La filosofía de ArchiCAD. Si en los programas de dibujo asistido por ordenador convencionales, como AutoCAD, la herramienta fundamental para operar es la línea, en ArchiCAD es el muro, representado en planta por dos simples líneas, o como muros compuestos, pudiendo seleccionar infinidad de combinaciones constructivas, representadas mediante líneas y tramas. Este muro, desde el primer instante de ser originado, ya posee cualidades tales como altura, grosor, materiales, además de su estricta forma. Por lo tanto, además de su representación en planta en la ventana principal de ArchiCAD, podemos obtener vistas del mismo en la ventana 3-D o alzados y secciones en la ventana correspondiente. Por tanto con ArchiCAD no se trata de ir dibujando, sino de ir construyendo. La construcción del edificio virtual se realiza fundamentalmente en la ventana principal, que es la de planta.
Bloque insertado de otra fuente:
mod defaults;
mod io;
mod types;
mod validation;

pub use defaults::*;
pub use io::*;
pub use types::*;
pub use validation::*;
#[cfg(test)]
mod tests {
    use super::*;
    use crate::config::ModelApi;
    use crate::error::EditorError;
    use crate::storage::MemoryKeyValueStore;
    use pretty_assertions::assert_eq;

    fn editor() -> Editor {
        Editor::new(Box::new(MemoryKeyValueStore::new()))
    }

    fn fields(url: &str) -> ProviderFields {
        ProviderFields {
            base_url: url.into(),
            api_key: "sk".into(),
            api: ModelApi::OpenaiCompletions,
        }
    }

    #[test]
    fn mutations_before_commit_stay_empty() {
        let mut e = editor();
        e.upsert_provider("acme", fields("u")).unwrap();
        assert_eq!(e.cache_state(), CacheState::Empty);
    }

    #[test]
    fn rejected_mutation_keeps_saved_state() {
        let mut e = editor();
        e.commit_snapshot().unwrap();
        assert!(e.upsert_provider("", fields("u")).is_err());
        assert_eq!(e.cache_state(), CacheState::Saved);
    }

    #[test]
    fn save_provider_renames_and_updates_together() {
        let mut e = editor();
        e.upsert_provider("acme", fields("u1")).unwrap();
        let gpt = ModelFields::from_form("gpt", "", true, true, "", "");
        e.upsert_model("acme", ModelSlot::Append, gpt).unwrap();
        e.set_agent_default(AgentDefaultField::PrimaryModel("acme/gpt".into()))
            .unwrap();

        e.save_provider(Some("acme"), "acme2", fields("u2")).unwrap();
        let doc = e.document();
        assert_eq!(doc.provider("acme2").unwrap().base_url, "u2");
        assert_eq!(doc.provider("acme2").unwrap().models.len(), 1);
        assert_eq!(doc.agents.defaults.model.primary, "acme2/gpt");
    }

    #[test]
    fn save_provider_is_atomic() {
        let mut e = editor();
        e.upsert_provider("acme", fields("u1")).unwrap();
        let before = e.document().clone();

        // Rename would succeed but the fields are invalid.
        assert!(e.save_provider(Some("acme"), "acme2", fields("")).is_err());
        assert_eq!(e.document(), &before);
    }

    #[test]
    fn commit_field_routes_to_the_document() {
        let mut e = editor();
        e.commit_field(FormField::GatewayPort, "19000").unwrap();
        e.commit_field(FormField::Workspace, "/srv/ws").unwrap();
        assert_eq!(e.document().gateway.port, 19000);
        assert_eq!(e.document().agents.defaults.workspace, "/srv/ws");
        assert!(e.commit_field(FormField::GatewayBind, "moon").is_err());
    }

    #[test]
    fn restore_requires_confirmation() {
        let mut e = editor();
        assert_eq!(e.offer_restore(|_| true).unwrap(), RestoreOutcome::NoSnapshot);

        e.set_gateway(GatewayField::Port(19999)).unwrap();
        e.commit_snapshot().unwrap();
        e.replace_document(ConfigDocument::template());

        assert_eq!(e.offer_restore(|_| false).unwrap(), RestoreOutcome::Declined);
        assert_eq!(e.document().gateway.port, 18789);

        assert_eq!(e.offer_restore(|_| true).unwrap(), RestoreOutcome::Restored);
        assert_eq!(e.document().gateway.port, 19999);
        assert_eq!(e.cache_state(), CacheState::Saved);
    }

    #[test]
    fn superseded_load_is_discarded() {
        let mut e = editor();
        let slow = e.begin_load();
        let fast = e.begin_load();

        let mut newer = ConfigDocument::template();
        newer.gateway.port = 20001;
        let mut older = ConfigDocument::template();
        older.gateway.port = 20000;

        assert_eq!(e.complete_load(fast, Ok(newer)).unwrap(), LoadOutcome::Applied);
        assert_eq!(e.complete_load(slow, Ok(older)).unwrap(), LoadOutcome::Superseded);
        assert_eq!(e.document().gateway.port, 20001);
        assert_eq!(e.cache_state(), CacheState::Saved);
    }

    #[test]
    fn failed_load_changes_nothing() {
        let mut e = editor();
        let before = e.document().clone();
        let ticket = e.begin_load();
        let err = e
            .complete_load(ticket, Err(EditorError::Parse { message: "bad".into() }))
            .unwrap_err();
        assert!(matches!(err, EditorError::Parse { .. }));
        assert_eq!(e.document(), &before);
        assert_eq!(e.cache_state(), CacheState::Empty);
    }

    #[test]
    fn export_stamps_meta_without_dirtying() {
        let mut e = editor();
        e.commit_snapshot().unwrap();
        let export = e.export().unwrap();
        assert_eq!(export.file_name, "openclaw.json");
        assert_eq!(codec::deserialize(&export.contents).unwrap(), *e.document());
        assert_eq!(e.cache_state(), CacheState::Saved);
        assert_eq!(e.tracker().baseline(), Some(e.document()));
    }

    #[test]
    fn revert_after_export_keeps_the_stamp() {
        let mut e = editor();
        e.commit_snapshot().unwrap();
        e.export().unwrap();
        let stamped = e.document().meta.last_touched_at.clone();
        assert!(stamped.is_some());

        e.upsert_provider("acme", fields("u")).unwrap();
        assert_eq!(e.cache_state(), CacheState::Modified);
        e.revert().unwrap();
        assert_eq!(e.document().meta.last_touched_at, stamped);
        assert!(e.document().provider("acme").is_none());
    }

    #[test]
    fn rotate_token_sets_gateway_auth() {
        let mut e = editor();
        let token = e.rotate_gateway_token().unwrap();
        assert_eq!(e.document().gateway.auth.token, token);
    }

    #[test]
    fn theme_toggle_persists() {
        let mut e = editor();
        assert_eq!(e.theme(), ThemePreference::Dark);
        assert_eq!(e.toggle_theme().unwrap(), ThemePreference::Light);
        assert_eq!(e.theme(), ThemePreference::Light);
    }
}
Toda esta información se actualiza automáticamente, si se modifica algún parámetro del elemento constructivo, en todas sus posibles representaciones.

Si el muro es en realidad un muro virtual, también lo son el resto de los elementos constructivos, como puertas y ventanas, pilares, cubiertas inclinadas, forjados, etc. Para situarlos en planta, tan sólo es necesario seleccionar la herramienta y hacer clic con el ratón. Nada en ArchiCAD parece oponerse a este manejo tan sencillo. Cabría imaginar que el programa, tras el clic del ratón con el que colocamos una puerta, por ejemplo, nos sometiera a infinidad de preguntas acerca de cómo es ésta, su altura, anchura, material de hoja, marco, etc. Sin embargo no es así. ArchiCAD trabaja con la mínima información por omisión. El usuario es quien debe abrir el cuadro de diálogo de los elementos para ajustar sus extensos parámetros. Si no necesita ajustar ningún dato, ArchiCAD incorporará los parámetros del último elemento utilizado.
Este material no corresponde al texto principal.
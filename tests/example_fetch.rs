//! Startup loading of the example document, served by a wiremock server.

use serde_json::json;
use std::time::Duration;
use wiremock::matchers::{method, path};
use wiremock::{Mock, MockServer, ResponseTemplate};

use openclaw_config_manager::codec::DocumentFormat;
use openclaw_config_manager::editor::{
    CacheState, DocumentSource, Editor, ExampleSource, LoadOutcome, TextSource,
};
use openclaw_config_manager::storage::MemoryKeyValueStore;

fn editor() -> Editor {
    Editor::new(Box::new(MemoryKeyValueStore::new()))
}

async fn serve(body: ResponseTemplate) -> MockServer {
    let server = MockServer::start().await;
    Mock::given(method("GET"))
        .and(path("/openclaw-example.json"))
        .respond_with(body)
        .mount(&server)
        .await;
    server
}

fn example_url(server: &MockServer) -> String {
    format!("{}/openclaw-example.json", server.uri())
}

#[tokio::test]
async fn example_becomes_document_and_baseline() {
    let server = serve(ResponseTemplate::new(200).set_body_json(json!({
        "models": {"providers": {
            "demo": {"baseUrl": "https://demo.test", "models": [{"id": "m"}]}
        }},
        "agents": {"defaults": {"model": {"primary": "demo/m"}}}
    })))
    .await;

    let mut editor = editor();
    let outcome = editor
        .load_example(&ExampleSource::new(example_url(&server)))
        .await;

    assert_eq!(outcome, LoadOutcome::Applied);
    assert!(editor.document().resolves_model("demo/m"));
    assert_eq!(editor.cache_state(), CacheState::Saved);
}

#[tokio::test]
async fn missing_example_keeps_template() {
    let server = serve(ResponseTemplate::new(404)).await;

    let mut editor = editor();
    let before = editor.document().clone();
    let outcome = editor
        .load_example(&ExampleSource::new(example_url(&server)))
        .await;

    assert_eq!(outcome, LoadOutcome::Unavailable);
    assert_eq!(editor.document(), &before);
    assert_eq!(editor.cache_state(), CacheState::Empty);
}

#[tokio::test]
async fn malformed_example_keeps_template() {
    let server = serve(ResponseTemplate::new(200).set_body_string("<html>")).await;

    let mut editor = editor();
    let outcome = editor
        .load_example(&ExampleSource::new(example_url(&server)))
        .await;

    assert_eq!(outcome, LoadOutcome::Unavailable);
    assert_eq!(editor.cache_state(), CacheState::Empty);
}

#[tokio::test]
async fn slow_example_does_not_clobber_a_later_import() {
    let server = serve(
        ResponseTemplate::new(200)
            .set_body_json(json!({"gateway": {"port": 20000}}))
            .set_delay(Duration::from_millis(200)),
    )
    .await;
    let example = ExampleSource::new(example_url(&server));
    let import = TextSource::new(r#"{"gateway": {"port": 20001}}"#, DocumentFormat::Json);

    let mut editor = editor();
    let example_ticket = editor.begin_load();
    let import_ticket = editor.begin_load();

    let (example_result, import_result) = tokio::join!(example.load(), import.load());

    assert_eq!(
        editor.complete_load(import_ticket, import_result).unwrap(),
        LoadOutcome::Applied
    );
    assert_eq!(
        editor.complete_load(example_ticket, example_result).unwrap(),
        LoadOutcome::Superseded
    );
    assert_eq!(editor.document().gateway.port, 20001);
}
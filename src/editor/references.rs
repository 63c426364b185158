//! Operations that must keep cross-references consistent.
//!
//! A provider name is embedded in every `provider/model` id under
//! `agents.defaults`, and every channel has a twin entry under
//! `plugins.entries`. The mutations here update all views in one step.

use super::document::{ChannelFields, DocumentModel};
use crate::config::{
    model_under_provider, ChannelConfig, ChannelKind, DmPolicy, GroupPolicy, PluginEntry,
    StreamMode,
};
use crate::error::{EditorError, Result};
use indexmap::IndexMap;
use tracing::{debug, info};

/// Rewrite `old/<rest>` to `new/<rest>`; anything else is returned as is.
fn rewrite_prefix(reference: &str, old: &str, new: &str) -> Option<String> {
    model_under_provider(reference, old).map(|rest| format!("{new}/{rest}"))
}

impl DocumentModel {
    // ------------------------------------------------------------------
    // Providers
    // ------------------------------------------------------------------

    /// Rename a provider and rewrite every agent-default reference to it.
    ///
    /// The provider keeps its position among the providers. Alias keys that
    /// collide after rewriting keep the value of the later key.
    pub fn rename_provider(&mut self, old: &str, new: &str) -> Result<()> {
        let new = new.trim();
        if !self.document().models.providers.contains_key(old) {
            return Err(EditorError::ProviderNotFound(old.to_string()));
        }
        if new.is_empty() {
            return Err(EditorError::validation("name", "Provider name is required"));
        }
        if new == old {
            return Ok(());
        }
        if self.document().models.providers.contains_key(new) {
            return Err(EditorError::ProviderExists(new.to_string()));
        }

        let doc = self.document_mut();

        let providers = std::mem::take(&mut doc.models.providers);
        doc.models.providers = providers
            .into_iter()
            .map(|(name, provider)| {
                if name == old {
                    (new.to_string(), provider)
                } else {
                    (name, provider)
                }
            })
            .collect();

        let selection = &mut doc.agents.defaults.model;
        if let Some(primary) = rewrite_prefix(&selection.primary, old, new) {
            selection.primary = primary;
        }
        for fallback in selection.fallbacks.iter_mut() {
            if let Some(rewritten) = rewrite_prefix(fallback, old, new) {
                *fallback = rewritten;
            }
        }

        let aliases = std::mem::take(&mut doc.agents.defaults.models);
        let mut rewritten = IndexMap::with_capacity(aliases.len());
        for (id, value) in aliases {
            let id = rewrite_prefix(&id, old, new).unwrap_or(id);
            rewritten.insert(id, value);
        }
        doc.agents.defaults.models = rewritten;

        info!(from = old, to = new, "Provider renamed");
        Ok(())
    }

    // ------------------------------------------------------------------
    // Channels
    // ------------------------------------------------------------------

    /// Create or replace a channel registration and its plugin entry.
    ///
    /// Policies are reset to pairing / allowlist / partial. Keys this editor
    /// does not model are kept on both entries.
    pub fn upsert_channel(&mut self, kind: ChannelKind, fields: ChannelFields) -> Result<()> {
        let bot_token = fields.bot_token.trim();
        if bot_token.is_empty() {
            return Err(EditorError::validation(
                format!("channels.{kind}.botToken"),
                "Bot token is required",
            ));
        }
        let proxy = fields
            .proxy
            .as_deref()
            .map(str::trim)
            .filter(|p| !p.is_empty())
            .map(str::to_string);

        let doc = self.document_mut();
        let extra = doc
            .channels
            .entries
            .get(kind.as_str())
            .map(|existing| existing.extra.clone())
            .unwrap_or_default();
        doc.channels.entries.insert(
            kind.as_str().to_string(),
            ChannelConfig {
                enabled: fields.enabled,
                dm_policy: Some(DmPolicy::Pairing),
                bot_token: Some(bot_token.to_string()),
                allow_from: Some(fields.allow_from),
                group_policy: Some(GroupPolicy::Allowlist),
                stream_mode: Some(StreamMode::Partial),
                proxy,
                extra,
            },
        );
        doc.plugins
            .entries
            .entry(kind.as_str().to_string())
            .and_modify(|entry| entry.enabled = fields.enabled)
            .or_insert_with(|| PluginEntry {
                enabled: fields.enabled,
                extra: Default::default(),
            });
        debug!(channel = %kind, enabled = fields.enabled, "Channel saved");
        Ok(())
    }

    /// Remove a channel and its plugin entry.
    pub fn remove_channel(&mut self, kind: ChannelKind) -> Result<ChannelConfig> {
        let doc = self.document_mut();
        let removed = doc
            .channels
            .entries
            .shift_remove(kind.as_str())
            .ok_or_else(|| EditorError::ChannelNotFound(kind.to_string()))?;
        doc.plugins.entries.shift_remove(kind.as_str());
        debug!(channel = %kind, "Channel removed");
        Ok(removed)
    }

    /// Flip a registered channel on or off in both views.
    pub fn set_channel_enabled(&mut self, kind: ChannelKind, enabled: bool) -> Result<()> {
        let doc = self.document_mut();
        let channel = doc
            .channels
            .entries
            .get_mut(kind.as_str())
            .ok_or_else(|| EditorError::ChannelNotFound(kind.to_string()))?;
        channel.enabled = enabled;
        doc.plugins
            .entries
            .entry(kind.as_str().to_string())
            .and_modify(|entry| entry.enabled = enabled)
            .or_insert_with(|| PluginEntry {
                enabled,
                extra: Default::default(),
            });
        Ok(())
    }
}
Es aquí quizá donde descubrimos el lado menos práctico y que puede llegar a ser tedioso, excesivo, y a veces imposible, definir todos los elementos de un edificio, aunque sea para obtener una sencilla representación del mismo. Es como si el programa te exigiera un absoluto control, como si hubiera que comenzar desde el final y es que trabajar con ArchiCAD exige un elevado rigor proyectual.

Una vez se tiene el edificio definido, se pueden generar vistas en tres dimensiones. El sistema es lento en procesar tanta información parametrizada pero extremadamente rápido en la construcción del edificio virtual. Contando con un buen equipo, podrá tener una vista 3-D efectista rápidamente en comparación con otros programas. Además, la versión 6.0 incorpora una barra de navegación 3-D muy útil que permite mover, alargar, eliminar, etc., elementos constructivos en la propia vista tridimensional y proporciona la posibilidad de “moverse” en tiempo real alrededor del modelo para obtener el punto de vista deseado.

Un punto a mejorar es el accesorio de maquetación Plotmaker, indispensable para reunir varios dibujos, imágenes, textos, etc., y componerlos para después plotearlos. Resulta imprescindible, pues el concepto del programa no permite componer planos con dibujos a diferentes escalas en un mismo archivo. Aunque los archivos de ArchiCAD son fácilmente exportables a PlotMaker.

Conclusión

A pesar de todo, parece ser que ArchiCAD es la filosofía de CAD para arquitectos del futuro, como prueba el hecho de que cada vez es más imitado. En cuanto a gráficos, color, imágenes, tramas, etc., está a años luz de sus competidores de CAD no específicos para arquitectura.

No hay ningún programa externo que lea documentos de ArchiCAD, mientras que los DWG se imponen, no por operativos, pero sí por ampliamente difundidos y exportables. Si ArchiCAD optara por una apertura del programa, seguramente acabaría imponiéndose a sus competidores, lo que impulsaría la creación de bibliotecas de objetos, accesorios y aplicaciones externas. Dado su elevado coste y la necesidad de una llave de protección, ArchiCAD sigue siendo en España un programa de uso minoritario y altamente profesionalizado –Carlos García y Pilar Rivera

CALIFICACIÓN: ****/8,3 LO MEJOR: La potencia de las herramientas de 3D. Idioma español. LO PEOR: Precio y necesidad de llave. FABRICANTE: Graphisoft. DISTRIBUIDOR: TSI. Entenza, 61. 08015 Barcelona Tel.: 902 11 70 11. Web: www.tsi.es. PRECIO: 595.000 PTA + IVA (3.579,21 EUR).